In politics, Jashori was initially aligned with the All-India Muslim League. However, he joined the Jamiat Ulema-e-Islam when it was founded in 1945. In 1967, he was appointed as the vice-president of the party and remained so until his death. During the Bangladesh Liberation War, he gave public speeches to motivate people to support the cause. Jashori also provided refuge to Bengali freedom fighters and Hindu civilians at his madrasa in Jessore.

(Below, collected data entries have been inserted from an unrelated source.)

use hashbrown::HashMap;
use itertools::Itertools;
use serde::{Deserialize, Serialize};
use strum::{Display, EnumIter, EnumString};

use super::ClassId;
use crate::{
    index::{IndexVec, simple_index},
    intern::InternedSymbol,
};

simple_index! {
    /// Identifies an entry of the program's [`TypeTable`]
    pub struct TypeId;
}

/// Scalar and string types the runtime knows how to box into a tagged value.
#[derive(
    Debug,
    Clone,
    Copy,
    PartialEq,
    Eq,
    Hash,
    Serialize,
    Deserialize,
    Display,
    EnumString,
    EnumIter,
)]
#[serde(rename_all = "lowercase")]
#[strum(serialize_all = "lowercase")]
pub enum PrimitiveKind {
    Bool,
    Byte,
    Int,
    UInt,
    Long,
    ULong,
    Char,
    String,
}

impl PrimitiveKind {
    /// Runtime type tag, as stored in the first word of a value record
    pub fn tag(self) -> i64 {
        match self {
            PrimitiveKind::Bool => 1,
            PrimitiveKind::Byte => 2,
            PrimitiveKind::Int => 3,
            PrimitiveKind::UInt => 4,
            PrimitiveKind::Long => 5,
            PrimitiveKind::ULong => 6,
            PrimitiveKind::Char => 7,
            PrimitiveKind::String => 8,
        }
    }

    /// Whether values of this kind unwrap to a single native integer register
    pub fn is_scalar(self) -> bool {
        !matches!(self, PrimitiveKind::String)
    }
}

#[derive(Debug, Clone, PartialEq, Eq, Hash, Serialize, Deserialize)]
pub enum TypeKind {
    Void,
    /// A value whose dynamic type is only known at runtime
    Dynamic,
    Primitive(PrimitiveKind),
    Array(TypeId),
    Function {
        parameters: Vec<TypeId>,
        return_type: TypeId,
    },
    /// A concrete instantiation of a (possibly generic) class
    Class {
        class: ClassId,
        arguments: Vec<TypeId>,
    },
}

/// Interned table of every type referenced by a program. Structurally equal
/// types share one id.
#[derive(Debug, Clone, Default, Serialize, Deserialize)]
pub struct TypeTable {
    types: IndexVec<TypeId, TypeKind>,
    #[serde(skip)]
    lookup: HashMap<TypeKind, TypeId>,
}

impl TypeTable {
    pub fn new() -> Self {
        Self::default()
    }

    pub fn intern(&mut self, kind: TypeKind) -> TypeId {
        if let Some(id) = self.lookup.get(&kind) {
            return *id;
        }

        // tables decoded from JSON arrive without the lookup side table
        if let Some((id, _)) = self.types.enumerate().find(|(_, k)| **k == kind) {
            self.lookup.insert(kind, id);
            return id;
        }

        let id = self.types.push(kind.clone());
        self.lookup.insert(kind, id);
        id
    }

    pub fn primitive(&mut self, kind: PrimitiveKind) -> TypeId {
        self.intern(TypeKind::Primitive(kind))
    }

    pub fn get(&self, id: TypeId) -> &TypeKind {
        &self.types[id]
    }

    pub fn len(&self) -> usize {
        self.types.len()
    }

    pub fn is_empty(&self) -> bool {
        self.types.is_empty()
    }

    pub fn as_primitive(&self, id: TypeId) -> Option<PrimitiveKind> {
        match self.get(id) {
            TypeKind::Primitive(kind) => Some(*kind),
            _ => None,
        }
    }

    pub fn is_void(&self, id: TypeId) -> bool {
        matches!(self.get(id), TypeKind::Void)
    }

    /// Renders a type the way the source language spells it. Class names are
    /// looked up through `class_name` since the table only stores class ids.
    pub fn display(&self, id: TypeId, class_name: &dyn Fn(ClassId) -> InternedSymbol) -> String {
        match self.get(id) {
            TypeKind::Void => "void".to_owned(),
            TypeKind::Dynamic => "dynamic".to_owned(),
            TypeKind::Primitive(kind) => kind.to_string(),
            TypeKind::Array(element) => format!("{}[]", self.display(*element, class_name)),
            TypeKind::Function {
                parameters,
                return_type,
            } => format!(
                "function({}): {}",
                parameters
                    .iter()
                    .map(|p| self.display(*p, class_name))
                    .join(", "),
                self.display(*return_type, class_name)
            ),
            TypeKind::Class { class, arguments } if arguments.is_empty() => {
                class_name(*class).value().to_owned()
            }
            TypeKind::Class { class, arguments } => format!(
                "{}<{}>",
                class_name(*class),
                arguments
                    .iter()
                    .map(|a| self.display(*a, class_name))
                    .join(", ")
            ),
        }
    }

    /// Parameter and return types of a callable type
    pub fn signature(&self, id: TypeId) -> Option<(&[TypeId], TypeId)> {
        match self.get(id) {
            TypeKind::Function {
                parameters,
                return_type,
            } => Some((parameters, *return_type)),
            _ => None,
        }
    }
}

#[cfg(test)]
mod tests {
    use super::*;

    #[test]
    fn structurally_equal_types_share_an_id() {
        let mut table = TypeTable::new();
        let int = table.primitive(PrimitiveKind::Int);
        let a = table.intern(TypeKind::Array(int));
        let b = table.intern(TypeKind::Array(int));

        assert_eq!(a, b);
        assert_eq!(table.len(), 2);
        assert_eq!(table.as_primitive(int), Some(PrimitiveKind::Int));
    }

    #[test]
    fn decoded_tables_still_deduplicate() {
        let mut table = TypeTable::new();
        let string = table.primitive(PrimitiveKind::String);

        let json = serde_json::to_string(&table).unwrap();
        let mut decoded: TypeTable = serde_json::from_str(&json).unwrap();

        assert_eq!(decoded.primitive(PrimitiveKind::String), string);
        assert_eq!(decoded.len(), 1);
    }

    #[test]
    fn primitive_names_parse() {
        assert_eq!("ulong".parse::<PrimitiveKind>().unwrap(), PrimitiveKind::ULong);
        assert_eq!(PrimitiveKind::UInt.to_string(), "uint");
    }
}
//! Calls into native code. Tagged arguments are unwrapped into plain
//! integers, passed in registers, and a scalar result is wrapped back into
//! a value.

use crate::{
    backend::{
        assemblers::x86_64::{ARG_REGS, Operand, X86FullRegister},
        isel::{
            Argument, FunctionSelector, SelectError, marshal, release,
            statement::check_argument_count,
        },
        runtime::Helper,
    },
    diagnostics::DiagnosticKind,
    middle::{
        hir::{PrimitiveKind, TypeId},
        mir::{self, SubroutineId, ValueId},
    },
};

/// The native representation of `ty`, if it has one
fn native_kind(program: &mir::Program, ty: TypeId) -> Option<PrimitiveKind> {
    program.types.as_primitive(ty).filter(|kind| kind.is_scalar())
}

impl FunctionSelector<'_, '_> {
    pub(super) fn foreign_call(
        &mut self,
        result: ValueId,
        callee: SubroutineId,
        arguments: &[ValueId],
    ) -> Result<(), SelectError> {
        let program = self.program;
        let subroutine = program
            .subroutines
            .get(callee)
            .ok_or(SelectError::MissingSubroutine(callee))?;
        let name = subroutine.symbol.name;
        let (parameters, return_type) = program
            .types
            .signature(subroutine.ty)
            .ok_or(SelectError::NotCallable(callee))?;

        check_argument_count(name.value(), parameters.len(), arguments.len())?;
        if parameters.len() > ARG_REGS.len() {
            return Err(SelectError::rejected(
                DiagnosticKind::ForeignMisuse,
                format!(
                    "foreign subroutine `{name}` takes {} arguments, at most {} are supported",
                    parameters.len(),
                    ARG_REGS.len()
                ),
            ));
        }

        let kinds = parameters
            .iter()
            .map(|parameter| {
                native_kind(program, *parameter).ok_or_else(|| {
                    SelectError::rejected(
                        DiagnosticKind::UnsupportedForeignType,
                        format!(
                            "`{}` can't be passed to foreign subroutine `{name}`",
                            program.type_name(*parameter)
                        ),
                    )
                })
            })
            .collect::<Result<Vec<_>, _>>()?;

        let returns = if program.types.is_void(return_type) {
            None
        } else {
            let kind = native_kind(program, return_type).ok_or_else(|| {
                SelectError::rejected(
                    DiagnosticKind::UnsupportedReturnType,
                    format!(
                        "foreign subroutine `{name}` returns `{}`, which has no native form",
                        program.type_name(return_type)
                    ),
                )
            })?;
            Some(kind)
        };

        let scratch = self.scratch.ok_or(SelectError::MissingScratch)?;
        let values = self.values(arguments)?;
        let result = self.value(result)?;
        let symbol = self.emitter.cx.subroutine_symbol(callee)?;

        // unwrapping calls clobber every argument register, so park the
        // native words until all of them are ready
        let natives = (0..kinds.len())
            .map(|i| scratch + 8 * i as i64)
            .collect::<Vec<_>>();
        for ((value, kind), offset) in values.into_iter().zip(&kinds).zip(&natives) {
            self.emitter.call_helper(Helper::Unwrap(*kind), &[value]);
            self.emitter.asm.movq(
                Operand::reg(X86FullRegister::Rax),
                Operand::frame(*offset),
            );
        }

        let natives = natives.into_iter().map(Argument::Load).collect::<Vec<_>>();
        let call = marshal(&mut self.emitter.asm, &mut self.emitter.frame, &natives);
        self.emitter.asm.zero(X86FullRegister::Rax);
        self.emitter.asm.call(Operand::Symbol(symbol));
        release(&mut self.emitter.asm, &mut self.emitter.frame, call);

        if let Some(kind) = returns {
            self.emitter.asm.movq(
                Operand::reg(X86FullRegister::Rax),
                Operand::frame(scratch),
            );
            self.emitter.drop_value(result.clone());
            self.emitter
                .call_helper(Helper::Make(kind), &[result, Argument::Load(scratch)]);
        }

        Ok(())
    }
}
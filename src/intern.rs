use std::sync::{Arc, RwLock};

use indexmap::IndexSet;
use once_cell::sync::Lazy;

#[derive(Debug, Default)]
pub struct InterningTable {
    strings: RwLock<IndexSet<&'static str>>,
}

pub static INTERNING_TABLE: Lazy<Arc<InterningTable>> = Lazy::new(Default::default);

impl InterningTable {
    pub fn get(&self, index: u32) -> Option<&'static str> {
        let strings = self.strings.read().unwrap();

        strings.get_index(index as usize).copied()
    }

    pub fn insert_if_absent(&self, string: &str) -> u32 {
        if let Some(index) = self.index_of(string) {
            return index;
        }

        let mut strings = self.strings.write().unwrap();

        // another thread may have inserted it between the two locks
        if let Some(index) = strings.get_index_of(string) {
            return index as _;
        }

        let (index, _) = strings.insert_full(Box::leak(string.to_owned().into_boxed_str()));
        index as _
    }

    pub fn index_of(&self, string: &str) -> Option<u32> {
        let strings = self.strings.read().unwrap();

        strings.get_index_of(string).map(|i| i as _)
    }
}

/// An index into the string interning table
#[derive(Clone, Copy, PartialEq, Eq, PartialOrd, Ord, Hash)]
pub struct InternedSymbol(u32);

impl InternedSymbol {
    pub fn new(value: &str) -> Self {
        let index = INTERNING_TABLE.insert_if_absent(value);

        Self(index)
    }

    pub fn as_u32(self) -> u32 {
        self.0
    }

    pub fn value(&self) -> &'static str {
        INTERNING_TABLE.get(self.0).expect(
            "Once an interned symbol is created, the string it references should never be removed from the table",
        )
    }
}

impl core::fmt::Debug for InternedSymbol {
    fn fmt(&self, f: &mut std::fmt::Formatter<'_>) -> std::fmt::Result {
        f.debug_tuple("InternedSymbol")
            .field(&self.0)
            .field(&self.value())
            .finish()
    }
}

impl core::fmt::Display for InternedSymbol {
    fn fmt(&self, f: &mut std::fmt::Formatter<'_>) -> std::fmt::Result {
        f.write_str(self.value())
    }
}

impl From<&str> for InternedSymbol {
    fn from(value: &str) -> Self {
        Self::new(value)
    }
}

// Symbols travel as plain strings in the HIR interchange format; table
// indices are process local.
impl serde::Serialize for InternedSymbol {
    fn serialize<S: serde::Serializer>(&self, serializer: S) -> Result<S::Ok, S::Error> {
        serializer.serialize_str(self.value())
    }
}

impl<'de> serde::Deserialize<'de> for InternedSymbol {
    fn deserialize<D: serde::Deserializer<'de>>(deserializer: D) -> Result<Self, D::Error> {
        let value = <std::borrow::Cow<'de, str>>::deserialize(deserializer)?;
        Ok(Self::new(&value))
    }
}

#[cfg(test)]
mod tests {
    use super::*;

    #[test]
    fn interning_is_idempotent() {
        let a = InternedSymbol::new("fibonacci");
        let b = InternedSymbol::new("fibonacci");

        assert_eq!(a, b);
        assert_eq!(a.value(), "fibonacci");
        assert_ne!(a, InternedSymbol::new("factorial"));
    }

    #[test]
    fn round_trips_through_json_as_a_string() {
        let symbol = InternedSymbol::new("counter");
        let json = serde_json::to_string(&symbol).unwrap();

        assert_eq!(json, "\"counter\"");
        assert_eq!(serde_json::from_str::<InternedSymbol>(&json).unwrap(), symbol);
    }
}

1n 1975, Jashori founded the Ehsania Madrasah in Narail. He also founded the Shamsul Uloom Madrasah in Lakshmipasha in 1982, and the Zakariyya Madrasah in Senhati, Khulna in 1980.

==Works==
Jashori has written several works pertaining to Islam. Some of these include:
1. রাসূল (স.)-এর সুষ্টির সাক্ষ্য
2. কাদিয়ানীদের মোকাবেলায় চ্যালেঞ্জ
3. মুসলমানদের শেষ রাত

==Death and legacy==
Jashori died after Fajr prayers on 8 July 1993 in Jessore. He was buried in the graveyard of the Darul Uloom Jessore madrasa.